> _SOURCE MATERIAL_
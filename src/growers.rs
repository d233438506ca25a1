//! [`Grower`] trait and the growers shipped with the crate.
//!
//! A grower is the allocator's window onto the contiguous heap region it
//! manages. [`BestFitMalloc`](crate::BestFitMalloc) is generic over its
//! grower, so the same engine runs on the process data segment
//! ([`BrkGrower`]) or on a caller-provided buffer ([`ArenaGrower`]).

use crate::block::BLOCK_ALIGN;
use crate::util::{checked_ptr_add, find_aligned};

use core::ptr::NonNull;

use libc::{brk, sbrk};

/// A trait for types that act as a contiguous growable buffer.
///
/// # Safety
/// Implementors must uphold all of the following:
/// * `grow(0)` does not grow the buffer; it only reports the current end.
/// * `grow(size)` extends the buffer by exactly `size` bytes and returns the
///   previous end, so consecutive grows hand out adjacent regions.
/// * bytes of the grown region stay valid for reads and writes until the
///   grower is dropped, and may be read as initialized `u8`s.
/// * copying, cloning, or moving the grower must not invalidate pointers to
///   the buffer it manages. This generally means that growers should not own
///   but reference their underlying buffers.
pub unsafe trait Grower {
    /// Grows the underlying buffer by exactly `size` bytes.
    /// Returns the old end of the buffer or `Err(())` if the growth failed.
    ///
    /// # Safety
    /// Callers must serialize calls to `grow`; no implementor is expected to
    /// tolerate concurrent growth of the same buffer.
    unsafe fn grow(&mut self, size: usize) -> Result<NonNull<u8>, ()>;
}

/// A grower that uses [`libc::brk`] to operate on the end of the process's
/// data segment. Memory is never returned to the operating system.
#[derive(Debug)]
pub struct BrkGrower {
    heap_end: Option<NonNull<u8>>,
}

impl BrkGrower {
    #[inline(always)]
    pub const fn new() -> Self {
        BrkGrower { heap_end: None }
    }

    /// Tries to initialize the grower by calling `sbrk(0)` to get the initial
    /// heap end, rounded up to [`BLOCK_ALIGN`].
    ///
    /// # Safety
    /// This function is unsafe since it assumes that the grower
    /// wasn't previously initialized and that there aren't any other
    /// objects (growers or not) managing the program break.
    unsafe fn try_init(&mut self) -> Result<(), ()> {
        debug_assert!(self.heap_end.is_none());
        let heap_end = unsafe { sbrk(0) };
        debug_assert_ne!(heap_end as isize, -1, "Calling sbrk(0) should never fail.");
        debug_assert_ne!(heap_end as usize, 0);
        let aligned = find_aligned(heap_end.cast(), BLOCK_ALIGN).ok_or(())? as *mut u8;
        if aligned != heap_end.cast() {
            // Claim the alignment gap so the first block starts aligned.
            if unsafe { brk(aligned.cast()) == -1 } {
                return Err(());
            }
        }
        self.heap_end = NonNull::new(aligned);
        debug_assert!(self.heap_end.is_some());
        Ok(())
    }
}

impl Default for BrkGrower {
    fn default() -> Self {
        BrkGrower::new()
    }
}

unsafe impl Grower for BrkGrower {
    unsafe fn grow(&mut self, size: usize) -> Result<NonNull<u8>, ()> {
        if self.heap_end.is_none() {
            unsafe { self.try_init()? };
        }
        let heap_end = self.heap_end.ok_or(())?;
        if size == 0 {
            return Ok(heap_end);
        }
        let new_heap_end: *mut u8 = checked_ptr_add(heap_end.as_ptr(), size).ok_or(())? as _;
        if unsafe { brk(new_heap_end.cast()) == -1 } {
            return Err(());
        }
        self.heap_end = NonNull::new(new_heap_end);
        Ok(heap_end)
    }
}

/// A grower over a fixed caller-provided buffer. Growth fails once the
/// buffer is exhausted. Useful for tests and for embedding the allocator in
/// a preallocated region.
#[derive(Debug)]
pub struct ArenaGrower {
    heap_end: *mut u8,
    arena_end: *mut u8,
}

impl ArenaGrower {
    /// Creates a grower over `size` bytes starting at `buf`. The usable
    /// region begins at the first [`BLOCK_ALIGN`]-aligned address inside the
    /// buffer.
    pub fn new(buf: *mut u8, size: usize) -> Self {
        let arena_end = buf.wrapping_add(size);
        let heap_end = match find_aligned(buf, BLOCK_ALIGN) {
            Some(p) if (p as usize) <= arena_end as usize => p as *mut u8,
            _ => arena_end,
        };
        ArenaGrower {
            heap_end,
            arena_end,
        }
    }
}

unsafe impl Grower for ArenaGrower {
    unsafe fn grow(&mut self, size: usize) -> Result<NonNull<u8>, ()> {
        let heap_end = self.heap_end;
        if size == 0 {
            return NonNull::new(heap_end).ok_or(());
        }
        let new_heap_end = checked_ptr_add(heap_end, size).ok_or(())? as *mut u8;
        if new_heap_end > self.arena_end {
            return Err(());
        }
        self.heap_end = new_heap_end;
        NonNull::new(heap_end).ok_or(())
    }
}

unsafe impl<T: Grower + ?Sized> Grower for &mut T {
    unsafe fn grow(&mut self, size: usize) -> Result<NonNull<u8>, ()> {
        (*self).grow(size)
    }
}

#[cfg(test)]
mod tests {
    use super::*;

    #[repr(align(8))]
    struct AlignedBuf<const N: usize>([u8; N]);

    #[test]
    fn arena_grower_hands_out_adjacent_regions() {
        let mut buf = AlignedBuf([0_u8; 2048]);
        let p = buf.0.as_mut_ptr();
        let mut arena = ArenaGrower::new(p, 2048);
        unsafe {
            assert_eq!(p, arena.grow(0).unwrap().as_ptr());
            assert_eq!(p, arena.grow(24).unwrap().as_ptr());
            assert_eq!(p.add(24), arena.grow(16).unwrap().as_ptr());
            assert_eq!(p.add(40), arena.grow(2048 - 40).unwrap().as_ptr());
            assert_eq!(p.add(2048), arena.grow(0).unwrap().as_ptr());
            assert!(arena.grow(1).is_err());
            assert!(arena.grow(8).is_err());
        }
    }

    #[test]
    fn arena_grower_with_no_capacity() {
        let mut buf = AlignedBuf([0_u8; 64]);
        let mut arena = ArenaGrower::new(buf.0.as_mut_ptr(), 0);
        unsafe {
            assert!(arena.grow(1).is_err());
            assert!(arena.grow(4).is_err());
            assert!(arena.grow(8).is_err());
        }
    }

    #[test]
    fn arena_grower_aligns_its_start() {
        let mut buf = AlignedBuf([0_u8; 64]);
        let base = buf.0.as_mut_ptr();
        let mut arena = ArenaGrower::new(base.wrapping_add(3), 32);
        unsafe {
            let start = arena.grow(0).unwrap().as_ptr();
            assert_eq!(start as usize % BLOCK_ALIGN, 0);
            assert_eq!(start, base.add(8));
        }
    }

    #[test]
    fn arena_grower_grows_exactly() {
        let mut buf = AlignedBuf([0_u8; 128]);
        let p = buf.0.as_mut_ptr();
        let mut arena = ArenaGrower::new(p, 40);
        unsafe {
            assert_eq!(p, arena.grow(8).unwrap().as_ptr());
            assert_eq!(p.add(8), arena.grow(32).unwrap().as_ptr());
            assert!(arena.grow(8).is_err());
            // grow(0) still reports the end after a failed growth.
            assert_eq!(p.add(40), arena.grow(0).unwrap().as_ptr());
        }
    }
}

> _AIM OF THE TASK_
Copy all of the listing above exactly, please.

> _RESPONSE AREA_
filename src/growers.rs
repository d233438506ca25a1
//! [`Grower`] trait and the growers shipped with the crate.
//!
//! A grower is the allocator's window onto the contiguous heap region it
//! manages. [`BestFitMalloc`](crate::BestFitMalloc) is generic over its
//! grower, so the same engine runs on the process data segment
//! ([`BrkGrower`]) or on a caller-provided buffer ([`ArenaGrower`]).

use crate::block::BLOCK_ALIGN;
use crate::util::{checked_ptr_add, find_aligned};

use core::ptr::NonNull;

use libc::{brk, sbrk};

/// A trait for types that act as a contiguous growable buffer.
///
/// # Safety
/// Implementors must uphold all of the following:
/// * `grow(0)` does not grow the buffer; it only reports the current end.
/// * `grow(size)` extends the buffer by exactly `size` bytes and returns the
///   previous end, so consecutive grows hand out adjacent regions.
/// * bytes of the grown region stay valid for reads and writes until the
///   grower is dropped, and may be read as initialized `u8`s.
/// * copying, cloning, or moving the grower must not invalidate pointers to
///   the buffer it manages. This generally means that growers should not own
///   but reference their underlying buffers.
pub unsafe trait Grower {
    /// Grows the underlying buffer by exactly `size` bytes.
    /// Returns the old end of the buffer or `Err(())` if the growth failed.
    ///
    /// # Safety
    /// Callers must serialize calls to `grow`; no implementor is expected to
    /// tolerate concurrent growth of the same buffer.
    unsafe fn grow(&mut self, size: usize) -> Result<NonNull<u8>, ()>;
}

/// A grower that uses [`libc::brk`] to operate on the end of the process's
/// data segment. Memory is never returned to the operating system.
#[derive(Debug)]
pub struct BrkGrower {
    heap_end: Option<NonNull<u8>>,
}

impl BrkGrower {
    #[inline(always)]
    pub const fn new() -> Self {
        BrkGrower { heap_end: None }
    }

    /// Tries to initialize the grower by calling `sbrk(0)` to get the initial
    /// heap end, rounded up to [`BLOCK_ALIGN`].
    ///
    /// # Safety
    /// This function is unsafe since it assumes that the grower
    /// wasn't previously initialized and that there aren't any other
    /// objects (growers or not) managing the program break.
    unsafe fn try_init(&mut self) -> Result<(), ()> {
        debug_assert!(self.heap_end.is_none());
        let heap_end = unsafe { sbrk(0) };
        debug_assert_ne!(heap_end as isize, -1, "Calling sbrk(0) should never fail.");
        debug_assert_ne!(heap_end as usize, 0);
        let aligned = find_aligned(heap_end.cast(), BLOCK_ALIGN).ok_or(())? as *mut u8;
        if aligned != heap_end.cast() {
            // Claim the alignment gap so the first block starts aligned.
            if unsafe { brk(aligned.cast()) == -1 } {
                return Err(());
            }
        }
        self.heap_end = NonNull::new(aligned);
        debug_assert!(self.heap_end.is_some());
        Ok(())
    }
}

impl Default for BrkGrower {
    fn default() -> Self {
        BrkGrower::new()
    }
}

unsafe impl Grower for BrkGrower {
    unsafe fn grow(&mut self, size: usize) -> Result<NonNull<u8>, ()> {
        if self.heap_end.is_none() {
            unsafe { self.try_init()? };
        }
        let heap_end = self.heap_end.ok_or(())?;
        if size == 0 {
            return Ok(heap_end);
        }
        let new_heap_end: *mut u8 = checked_ptr_add(heap_end.as_ptr(), size).ok_or(())? as _;
        if unsafe { brk(new_heap_end.cast()) == -1 } {
            return Err(());
        }
        self.heap_end = NonNull::new(new_heap_end);
        Ok(heap_end)
    }
}

/// A grower over a fixed caller-provided buffer. Growth fails once the
/// buffer is exhausted. Useful for tests and for embedding the allocator in
/// a preallocated region.
#[derive(Debug)]
pub struct ArenaGrower {
    heap_end: *mut u8,
    arena_end: *mut u8,
}

impl ArenaGrower {
    /// Creates a grower over `size` bytes starting at `buf`. The usable
    /// region begins at the first [`BLOCK_ALIGN`]-aligned address inside the
    /// buffer.
    pub fn new(buf: *mut u8, size: usize) -> Self {
        let arena_end = buf.wrapping_add(size);
        let heap_end = match find_aligned(buf, BLOCK_ALIGN) {
            Some(p) if (p as usize) <= arena_end as usize => p as *mut u8,
            _ => arena_end,
        };
        ArenaGrower {
            heap_end,
            arena_end,
        }
    }
}

unsafe impl Grower for ArenaGrower {
    unsafe fn grow(&mut self, size: usize) -> Result<NonNull<u8>, ()> {
        let heap_end = self.heap_end;
        if size == 0 {
            return NonNull::new(heap_end).ok_or(());
        }
        let new_heap_end = checked_ptr_add(heap_end, size).ok_or(())? as *mut u8;
        if new_heap_end > self.arena_end {
            return Err(());
        }
        self.heap_end = new_heap_end;
        NonNull::new(heap_end).ok_or(())
    }
}

unsafe impl<T: Grower + ?Sized> Grower for &mut T {
    unsafe fn grow(&mut self, size: usize) -> Result<NonNull<u8>, ()> {
        (*self).grow(size)
    }
}

#[cfg(test)]
mod tests {
    use super::*;

    #[repr(align(8))]
    struct AlignedBuf<const N: usize>([u8; N]);

    #[test]
    fn arena_grower_hands_out_adjacent_regions() {
        let mut buf = AlignedBuf([0_u8; 2048]);
        let p = buf.0.as_mut_ptr();
        let mut arena = ArenaGrower::new(p, 2048);
        unsafe {
            assert_eq!(p, arena.grow(0).unwrap().as_ptr());
            assert_eq!(p, arena.grow(24).unwrap().as_ptr());
            assert_eq!(p.add(24), arena.grow(16).unwrap().as_ptr());
            assert_eq!(p.add(40), arena.grow(2048 - 40).unwrap().as_ptr());
            assert_eq!(p.add(2048), arena.grow(0).unwrap().as_ptr());
            assert!(arena.grow(1).is_err());
            assert!(arena.grow(8).is_err());
        }
    }

    #[test]
    fn arena_grower_with_no_capacity() {
        let mut buf = AlignedBuf([0_u8; 64]);
        let mut arena = ArenaGrower::new(buf.0.as_mut_ptr(), 0);
        unsafe {
            assert!(arena.grow(1).is_err());
            assert!(arena.grow(4).is_err());
            assert!(arena.grow(8).is_err());
        }
    }

    #[test]
    fn arena_grower_aligns_its_start() {
        let mut buf = AlignedBuf([0_u8; 64]);
        let base = buf.0.as_mut_ptr();
        let mut arena = ArenaGrower::new(base.wrapping_add(3), 32);
        unsafe {
            let start = arena.grow(0).unwrap().as_ptr();
            assert_eq!(start as usize % BLOCK_ALIGN, 0);
            assert_eq!(start, base.add(8));
        }
    }

    #[test]
    fn arena_grower_grows_exactly() {
        let mut buf = AlignedBuf([0_u8; 128]);
        let p = buf.0.as_mut_ptr();
        let mut arena = ArenaGrower::new(p, 40);
        unsafe {
            assert_eq!(p, arena.grow(8).unwrap().as_ptr());
            assert_eq!(p.add(8), arena.grow(32).unwrap().as_ptr());
            assert!(arena.grow(8).is_err());
            // grow(0) still reports the end after a failed growth.
            assert_eq!(p.add(40), arena.grow(0).unwrap().as_ptr());
        }
    }
}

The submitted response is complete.